Poderá repetir Borges o presidente brasileiro que conseguir promover a Reforma Política que o País exige. Semana passada os movimentos sociais ganharam as ruas, ignoraram seus representantes políticos e reivindicaram ao Governo melhor mobilidade urbana, educação, saúde e o fim das PECs 33 e 37. A presidenta Dilma sensibilizada, formou cadeia nacional de rádio e TV e, demonstrando sua preocupação em atender as vozes das ruas, anunciou a adoção de medidas administrativas e a solução para a reforma política discutida no Legislativo há 20 anos! Ouviu governadores, prefeitos, senadores, deputados e representantes da sociedade civil. Da OAB, da CNBB e do MCCE recebeu uma proposta de reforma a ser realizada por lei ordinária com pontuais alterações e acréscimos às Leis dos Partidos Políticos e Eleitoral, sem as complexidades do processo legislativo para as PECs.

 A matéria é polêmica, todos sabem, e a solução não é fácil de ser encontrada. No âmbito de uma Constituição de conteúdo parlamentarista, que adota forma de governo diversa, impondo lamentável “presidencialismo de coalizão” para assegurar a governabilidade, a presidenta Dilma se coloca como a estadista da grande Nação que somos. Na Chefia do Estado assumiu a responsabilidade de intermediar o conflito entre um Parlamento que não legisla – milhares de vetos e de projetos aguardam deliberação – e a sociedade sequiosa de reformas estruturais, reveladoras da crise da representação política de há muito instalada, e que, agora, explodiu em passeatas e manifestações nas redes sociais. No seu auge foi aventada a possibilidade de uma Constituinte específica, de pronto rejeitada pela técnica jurídico-formal e pelos riscos políticos que poderia ensejar. Mas a ideia serviu para que setores da sociedade se manifestassem e fossem indicados outros condutos. Ao plebiscito foi oposta a dificuldade de se responder com um mero sim ou não, e o referendo também foi impugnado por consumir muito tempo e alto custo.

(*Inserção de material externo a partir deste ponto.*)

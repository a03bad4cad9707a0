//! # Spot finder
//!
//! The single integration point with the external model. Defines the
//! [`SpotFinder`] trait and the Gemini implementation over an injected
//! [`gemini_client::ModelTransport`], so the whole exchange is testable with a
//! fake transport.
//!
//! The "radius limiting", "species filtering", and "verification" are textual
//! instructions to the model; nothing here validates the model's claims.

use anyhow::Result;
use async_trait::async_trait;
use chat_core::{Coordinates, GroundingLink, HistoryEntry, HistoryRole, VerifiedCatch};
use gemini_client::Content;

mod gemini_spot_finder;

pub use gemini_spot_finder::GeminiSpotFinder;

/// Model used by default; maps grounding needs the 2.5 series.
pub const DEFAULT_MODEL: &str = "gemini-2.5-flash";

/// Fixed reply used when the model returns no text at all.
pub const SCANNING_PLACEHOLDER: &str = "I'm currently scanning social feeds for recent \
catches within your 30-mile perimeter. Please wait...";

/// Link title when a map-type grounding chunk carries none.
pub const MAP_LINK_FALLBACK_TITLE: &str = "Verified Fishing Location";

/// Link title when a web-type grounding chunk carries none.
pub const WEB_LINK_FALLBACK_TITLE: &str = "Social Catch Source";

/// Display-ready result of one model exchange.
///
/// `verified_catches` is declared for parity with the data model but the
/// current extraction never populates it.
#[derive(Debug, Clone)]
pub struct SpotReport {
    pub text: String,
    pub links: Vec<GroundingLink>,
    pub verified_catches: Vec<VerifiedCatch>,
}

/// Response client interface: one prompt plus prior history and optional
/// coordinates in, one display-ready report out. Errors propagate unchanged;
/// the caller owns the fallback presentation.
#[async_trait]
pub trait SpotFinder: Send + Sync {
    async fn find_spots(
        &self,
        prompt: &str,
        history: &[HistoryEntry],
        location: Option<Coordinates>,
    ) -> Result<SpotReport>;
}

/// Builds the system instruction embedding the operational constraints.
/// With coordinates, their literal values are interpolated; without, the model
/// is told to ask the user for an area.
pub fn system_instruction(location: Option<Coordinates>) -> String {
    let location_clause = match location {
        Some(c) => format!("Lat: {}, Lng: {}", c.latitude, c.longitude),
        None => "Location unknown - prompt user for area".to_string(),
    };
    format!(
        "You are the 'Fishing Spot Chat Bot' backend engine. Your specialized task is to find \
high-yield fishing spots by scraping and analyzing public posts on Instagram, X (formerly \
Twitter), and Facebook.\n\n\
STRICT OPERATIONAL CONSTRAINTS:\n\
1. RADIUS LIMIT: Only analyze posts and locations within a 30-mile (approx 48km) radius of the \
user's current location ({location_clause}).\n\
2. POST QUANTITY: For the specific type of fish requested (or most common species in the area), \
limit your analysis to the 5 MOST RECENT verified public posts.\n\
3. TARGET PLATFORMS: Specifically search for public posts on Instagram, X, and Facebook using \
Google Search grounding.\n\
4. VISUAL SCREENING: You must \"verify\" that the catch occurred in the wild (on the water or \
on the shore).\n\
5. EXCLUSION CRITERIA: Reject any photos taken at a house, in a backyard, on a boat dock, or at \
a commercial cleaning station.\n\
6. METADATA EXTRACTION: Simulate the extraction of location metadata by cross-referencing \
visual landmarks, geotags mentioned in captions, or user location history in the post.\n\
7. DATA STRUCTURE: Categorize your findings by species. If multiple species are mentioned, \
focus on the top 5 most recent posts for each.\n\n\
Be clinical and precise. If you find posts outside the 30-mile radius, exclude them from the \
\"verified\" list."
    )
}

/// Maps history entries to request contents, in order, text preserved 1:1.
pub fn history_to_contents(history: &[HistoryEntry]) -> Vec<Content> {
    history
        .iter()
        .map(|entry| match entry.role {
            HistoryRole::User => Content::user(entry.text.clone()),
            HistoryRole::Model => Content::model(entry.text.clone()),
        })
        .collect()
}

Estão as lideranças políticas cientes da rejeição das massas, mas receiam pelas eleições de 2014. Se a pesquisa do Datafolha mostrou uma queda de popularidade da Presidenta, imagine-se o índice a que teria sido lançada a nossa representação congressual se, acaso, constasse da pesquisa a sua avaliação. É certo que, se tivesse sido instituído, no Brasil, em 88, o regime parlamentarista já teria experimentado a queda de mais de um gabinete…, mas é possível que não tivéssemos chegado à crise ora vivenciada.

Nossa história registra momentos em que presidentes da República com prestígio popular capitularam ante a força de uma representação parlamentar dissociada da sua base! Reforma política é assunto de décadas, sem interesse daqueles que se sentem ameaçados! E nenhum presidente pode realizá-las democraticamente sem apoio do Parlamento. Se este tangencia, o povo se manifesta diretamente, como ora acontece.

No presente caso, a condução do processo haverá de ser cautelosa, pois os oportunistas não tardarão em atribuir interesses golpistas da Presidente, como já o fizeram no passado… Da sua alta magistratura, a Presidenta que, nos anos de chumbo não renunciou aos seus ideais democráticos, naturalmente, há de se manter ciosa dos deveres constitucionais que lhe competem como Chefe de Governo e de Estado, legitimada a aproximar o Parlamento da sociedade e para que, conjuntamente, realizem a grande tarefa que as massas exigem.

A Presidenta, com a sua autoridade, há de conduzir e até mesmo concluir esta fase do processo democrático iniciado com a Constituição vigente.

(*Augusto Aras, 54, Professor Doutor da Faculdade de Direito da UnB, Subprocurador-Geral da República, membro do Conselho Superior do MPF, membro-consultor da Comissão Nacional de Estudos Constitucionais do CFOAB).